How it works
Complexity: Simple | Infrastructure: Serverless | Latency: Event-driven
S3-based logs collected with Lambda
| Log type | Format | Key insights |
|---|---|---|
| ALB Access Logs | Space-delimited | Request latency, targets, status codes |
| CloudFront Logs | Tab-separated | Edge locations, cache hits |
| S3 Access Logs | Space-delimited | Bucket access patterns |
| CloudTrail | JSON | API activity, audit |
Trade-offs
| Pros | Cons |
|---|---|
| Event-driven, automatic | Lambda execution costs |
| Serverless (no infrastructure) | Format parsing required |
| Custom transformation possible | Cold start latency |
Documentation
View the full documentation. Learning path coming soon!
Script
The Lambda agent, also known as lambda-promtail, is your go-to for collecting logs that AWS services write to S3.

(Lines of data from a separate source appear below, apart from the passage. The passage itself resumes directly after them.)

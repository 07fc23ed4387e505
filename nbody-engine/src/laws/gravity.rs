// Copyright 2025 John Brosnihan
//
// Licensed under the Apache License, Version 2.0 (the "License");
// you may not use this file except in compliance with the License.
// You may obtain a copy of the License at
//
//     http://www.apache.org/licenses/LICENSE-2.0
//
// Unless required by applicable law or agreed to in writing, software
// distributed under the License is distributed on an "AS IS" BASIS,
// WITHOUT WARRANTIES OR CONDITIONS OF ANY KIND, either express or implied.
// See the License for the specific language governing permissions and
// limitations under the License.
//! Newtonian gravity between point masses
//!
//! **F = G * (m₁ * m₂) / d²**, directed along the line joining the two
//! positions. The force returned for `(particle, other)` is the force
//! `particle` exerts on `other`, so it points from `other` toward
//! `particle`; applying it pulls the two together.
//!
//! The distance is the hypotenuse-folded distance from
//! [`crate::geometry::multi_dimensional_distance`]. There is no softening:
//! coincident particles are a singularity, reported as
//! [`Error::ZeroDistance`] unless [`SingularityPolicy::Skip`] is selected.

use crate::error::{Error, Result};
use crate::geometry::multi_dimensional_distance;
use crate::laws::ForceGenerator;
use crate::particle::Particle;

/// Gravitational constant in simulation units
pub const DEFAULT_GRAVITATIONAL_CONSTANT: f64 = 0.005;

/// What to do when two particles coincide
#[derive(Debug, Clone, Copy, PartialEq, Eq, Default)]
pub enum SingularityPolicy {
    /// Abort the tick with `Error::ZeroDistance`
    #[default]
    Fail,
    /// Treat the pair as exerting no force and log a warning
    Skip,
}

/// Gravitational force generator
///
/// # Example
///
/// ```rust
/// use nbody_engine::laws::{ForceGenerator, Gravity};
/// use nbody_engine::particle::Particle;
///
/// let gravity = Gravity::default();
/// let light = Particle::new(10.0, vec![0.0, 0.0], vec![0.0, 0.0]).unwrap();
/// let heavy = Particle::new(100.0, vec![4.0, 0.0], vec![0.0, 0.0]).unwrap();
///
/// let force = gravity.compute_force(&light, &heavy).unwrap();
/// // Points from `heavy` back toward `light`
/// assert!(force[0] < 0.0);
/// ```
#[derive(Debug, Clone)]
pub struct Gravity {
    g_constant: f64,
    policy: SingularityPolicy,
}

impl Gravity {
    /// Create a gravity generator with the given constant
    ///
    /// # Errors
    ///
    /// Returns `InvalidConfig` if `g_constant` is negative or not finite.
    pub fn new(g_constant: f64) -> Result<Self> {
        if !(g_constant >= 0.0 && g_constant.is_finite()) {
            return Err(Error::InvalidConfig(format!(
                "gravitational constant must be non-negative and finite, got {}",
                g_constant
            )));
        }
        Ok(Gravity {
            g_constant,
            policy: SingularityPolicy::Fail,
        })
    }

    /// Select how coincident particles are handled
    pub fn with_singularity_policy(mut self, policy: SingularityPolicy) -> Self {
        self.policy = policy;
        self
    }

    /// Get the gravitational constant
    pub fn g_constant(&self) -> f64 {
        self.g_constant
    }

    /// Get the singularity policy
    pub fn singularity_policy(&self) -> SingularityPolicy {
        self.policy
    }
}

impl Default for Gravity {
    fn default() -> Self {
        Gravity {
            g_constant: DEFAULT_GRAVITATIONAL_CONSTANT,
            policy: SingularityPolicy::Fail,
        }
    }
}

impl ForceGenerator for Gravity {
    fn name(&self) -> &str {
        "gravity"
    }

    fn compute_force(&self, particle: &Particle, other: &Particle) -> Result<Vec<f64>> {
        let distance = multi_dimensional_distance(particle.position(), other.position())?;

        if distance == 0.0 {
            return match self.policy {
                SingularityPolicy::Fail => Err(Error::ZeroDistance {
                    first: particle.id(),
                    second: other.id(),
                }),
                SingularityPolicy::Skip => {
                    log::warn!(
                        "skipping gravity between coincident {} and {}",
                        particle.id(),
                        other.id()
                    );
                    Ok(vec![0.0; particle.dimensions()])
                }
            };
        }

        let magnitude = self.g_constant * particle.mass() * other.mass() / (distance * distance);
        let scale = magnitude / distance;

        Ok(particle
            .position()
            .iter()
            .zip(other.position())
            .map(|(p1, p2)| (p1 - p2) * scale)
            .collect())
    }
}

#[cfg(test)]
mod tests {
    use super::*;

    fn particle(mass: f64, position: &[f64]) -> Particle {
        Particle::new(mass, position.to_vec(), vec![0.0; position.len()]).unwrap()
    }

    #[test]
    fn test_default_constant() {
        let gravity = Gravity::default();
        assert_eq!(gravity.g_constant(), DEFAULT_GRAVITATIONAL_CONSTANT);
        assert_eq!(gravity.singularity_policy(), SingularityPolicy::Fail);
    }

    #[test]
    fn test_invalid_constant_rejected() {
        assert!(matches!(Gravity::new(-1.0), Err(Error::InvalidConfig(_))));
        assert!(Gravity::new(f64::INFINITY).is_err());
        assert!(Gravity::new(0.0).is_ok());
    }

    #[test]
    fn test_inverse_square_magnitude() {
        let gravity = Gravity::default();
        let a = particle(10.0, &[0.0, 0.0]);
        let b = particle(100.0, &[4.0, 0.0]);

        let force = gravity.compute_force(&a, &b).unwrap();
        // 0.005 * 10 * 100 / 16
        assert!((force[0] + 0.3125).abs() < 1e-12, "got {:?}", force);
        assert_eq!(force[1], 0.0);
    }

    #[test]
    fn test_force_is_antisymmetric() {
        let gravity = Gravity::default();
        let a = particle(3.0, &[1.0, 2.0, -1.0]);
        let b = particle(7.0, &[-2.0, 5.0, 4.0]);

        let ab = gravity.compute_force(&a, &b).unwrap();
        let ba = gravity.compute_force(&b, &a).unwrap();
        for (x, y) in ab.iter().zip(&ba) {
            assert!((x + y).abs() < 1e-15);
        }
    }

    #[test]
    fn test_zero_distance_fails_by_default() {
        let gravity = Gravity::default();
        let a = particle(1.0, &[1.0, 1.0]);
        let b = particle(1.0, &[1.0, 1.0]);

        let result = gravity.compute_force(&a, &b);
        assert!(matches!(
            result,
            Err(Error::ZeroDistance { first, second }) if first == a.id() && second == b.id()
        ));
    }

    #[test]
    fn test_zero_distance_skip_policy() {
        let gravity = Gravity::default().with_singularity_policy(SingularityPolicy::Skip);
        let a = particle(1.0, &[1.0, 1.0, 1.0]);
        let b = particle(1.0, &[1.0, 1.0, 1.0]);

        let force = gravity.compute_force(&a, &b).unwrap();
        assert_eq!(force, vec![0.0, 0.0, 0.0]);
    }

    #[test]
    fn test_dimension_mismatch_between_particles() {
        let gravity = Gravity::default();
        let a = particle(1.0, &[0.0, 0.0]);
        let b = particle(1.0, &[1.0, 0.0, 0.0]);
        assert!(matches!(
            gravity.compute_force(&a, &b),
            Err(Error::DimensionMismatch { .. })
        ));
    }
}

Several important services write directly to S3 instead of CloudWatch. ALB access logs give you HTTP request details: latency, status codes, which backend handled the request. CloudFront logs show CDN performance: edge locations, cache hit rates. CloudTrail logs every AWS API call: who did what, when, from where.
Here’s how it works: you deploy a Lambda function that triggers on S3 events. When logs arrive in the bucket, Lambda processes them, parsing the format and adding labels, then forwards them to Loki in Grafana Cloud.
The beauty is serverless simplicity. No EC2 instances to patch, no containers to manage. Lambda scales automatically with your log volume. You can customize the processing logic to fit your needs.
Trade-offs? Lambda has execution costs. You’re paying per invocation and duration. And you’ll need to configure parsing for each log format since ALB logs are space-delimited, CloudFront is tab-separated, and CloudTrail is JSON.